His death ended his decades of dedication, service, and contributions to sailing, the marine industry, the LGBT community, his family and a wide circle of friends and clients locally, nationally and around the world. It also ended the life of an introspective man who at times could seem shy and quiet but whose close associates knew to be a natural leader and gifted businessman harboring a sly and often mischievous sense of humor and a deep reservoir of human concern and kindness.
After his four years in the Navy, Robbie had returned to the Northwest and resumed his education, enrolling at Western Washington University in Bellingham. When he was younger, as his family moved about, he had gone to public and private elementary and high schools from Hawaii to Mercer Island to Bellevue to Albuquerque, New Mexico. At WWU, he delved into everything from business to navigation to fiberglass manufacturing to nautical engineering. While doing so, he interned at nearby Nordic Yachts, a builder of fine cruising sailboats. It would all come in handy later.
Even several years before his 1986 graduation from WWU, Robbie had begun his life in business, partnering with a friend to buy a succession of small boat-related businesses in Bellingham. Eventually, in 1986 they acquired a sailboat dealership that they renamed Performance Yachts, representing Catalina Yachts, Island Packet and Nordic.
When their Performance partnership ended after a few years, Robbie continued as owner, eventually expanding to Portland before selling the dealership in 1993.
Shortly after that sale, he moved Signature Yachts to Seattle’s Lake Union, from which he actively managed the firm even into the final days of his life.
Over the years, Signature represented many of yachtings’ biggest and best brands of sail and power craft. Now located at 2476 Westlake Avenue North, its current lineup includes Beneteau Oceanis and First Series sailing yachts and Fontaine Pajot catamarans.
In 2003, with the purchase of competitor Greathouse Yachts, he added Beneteau to a line-up of brands that then included Hunter and several other notable builders.
In the following years, through boom times, recessions, and other business challenges, he made sure that Signature endured and emerged stronger.
The sales staff at Signature, particularly notable for its sailing expertise and relatively low turnover rate, grew to appreciate Robbie’s commitment to hard work but, just as sincerely, to abundant fun.
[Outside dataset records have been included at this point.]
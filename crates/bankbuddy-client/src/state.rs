//! Where the ledger lives on disk and how SQLite failures surface.

use std::fs;
use std::io;
use std::path::{Path, PathBuf};
use std::time::Duration;

use rusqlite::{Connection, Error as SqliteError, ffi::ErrorCode};

use crate::{ClientError, ClientResult};

pub const HOME_ENV_VAR: &str = "BANKBUDDY_HOME";
const HOME_DIR_NAME: &str = ".bankbuddy";
const REPORT_FILE_NAME: &str = "Bank_Transaction_Report.md";
const BUSY_TIMEOUT: Duration = Duration::from_millis(250);

/// `--home` beats `BANKBUDDY_HOME`, which beats `~/.bankbuddy`.
pub fn resolve_ledger_home(home_override: Option<&Path>) -> ClientResult<PathBuf> {
    let candidate = home_override
        .map(Path::to_path_buf)
        .or_else(|| std::env::var_os(HOME_ENV_VAR).map(PathBuf::from))
        .or_else(|| home::home_dir().map(|home| home.join(HOME_DIR_NAME)))
        .ok_or_else(|| {
            ClientError::ledger_init_failed(
                Path::new("."),
                "Could not resolve a home directory for the ledger.",
            )
        })?;
    absolutize(&candidate)
}

pub fn ensure_ledger_directory(home: &Path) -> ClientResult<()> {
    fs::create_dir_all(home).map_err(|error| map_io_error(home, &error))?;
    restrict_to_owner(home);
    Ok(())
}

pub fn ledger_db_path(home: &Path) -> PathBuf {
    home.join("ledger.db")
}

pub fn default_export_dir(home: &Path) -> PathBuf {
    home.join("bank-exports")
}

pub fn default_report_path(home: &Path) -> PathBuf {
    home.join("reports").join(REPORT_FILE_NAME)
}

pub fn open_connection(db_path: &Path) -> ClientResult<Connection> {
    let connection = Connection::open(db_path).map_err(|error| map_sqlite_error(db_path, &error))?;
    connection
        .busy_timeout(BUSY_TIMEOUT)
        .map_err(|error| map_sqlite_error(db_path, &error))?;
    Ok(connection)
}

fn map_io_error(path: &Path, error: &io::Error) -> ClientError {
    match error.kind() {
        io::ErrorKind::PermissionDenied => {
            ClientError::ledger_init_permission_denied(path, &error.to_string())
        }
        _ => ClientError::ledger_init_failed(path, &error.to_string()),
    }
}

/// Busy and locked databases, files that are not SQLite, and permission
/// problems each get their own code; everything else is an init failure.
pub fn map_sqlite_error(path: &Path, error: &SqliteError) -> ClientError {
    match error.sqlite_error_code() {
        Some(ErrorCode::DatabaseBusy | ErrorCode::DatabaseLocked) => ClientError::ledger_locked(path),
        Some(ErrorCode::NotADatabase) => ClientError::ledger_corrupt(path),
        Some(ErrorCode::CannotOpen | ErrorCode::ReadOnly) => {
            ClientError::ledger_init_permission_denied(path, &error.to_string())
        }
        _ => ClientError::ledger_init_failed(path, &error.to_string()),
    }
}

pub(crate) fn absolutize(path: &Path) -> ClientResult<PathBuf> {
    if path.is_absolute() {
        return Ok(path.to_path_buf());
    }
    std::env::current_dir()
        .map(|cwd| cwd.join(path))
        .map_err(|error| ClientError::ledger_init_failed(path, &error.to_string()))
}

#[cfg(unix)]
fn restrict_to_owner(home: &Path) {
    use std::os::unix::fs::PermissionsExt;

    if let Err(error) = fs::set_permissions(home, fs::Permissions::from_mode(0o700)) {
        log::debug!("could not restrict {}: {error}", home.display());
    }
}

#[cfg(not(unix))]
fn restrict_to_owner(_home: &Path) {}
Company trips, all strictly educational of course, took employees to Caribbean sailing cruises, boat shows in Newport, Annapolis, Miami or Paris, ski resorts, and yacht production lines (often located on the water near scenic places dotted with beckoning beach bars).
“You just never know where you might end up,” Robbie would grin, lifting his Pain Killer in a toast familiar to his crew.
Tori Parrott, a 17-year veteran of the Signature Team, seasoned sailor and seasoned survivor of many weekly coffee shop staff meetings, recites other Robbie-isms:
- Let’s try it on to see if it fits.
- If you do the right thing, you’ll make the right decision.
- At the end of the day, all we have is our integrity.
- Under promise, over deliver.
“Ultimately,” Tori says, “the name “Signature” represents it. Whatever it was, he put his name on it.”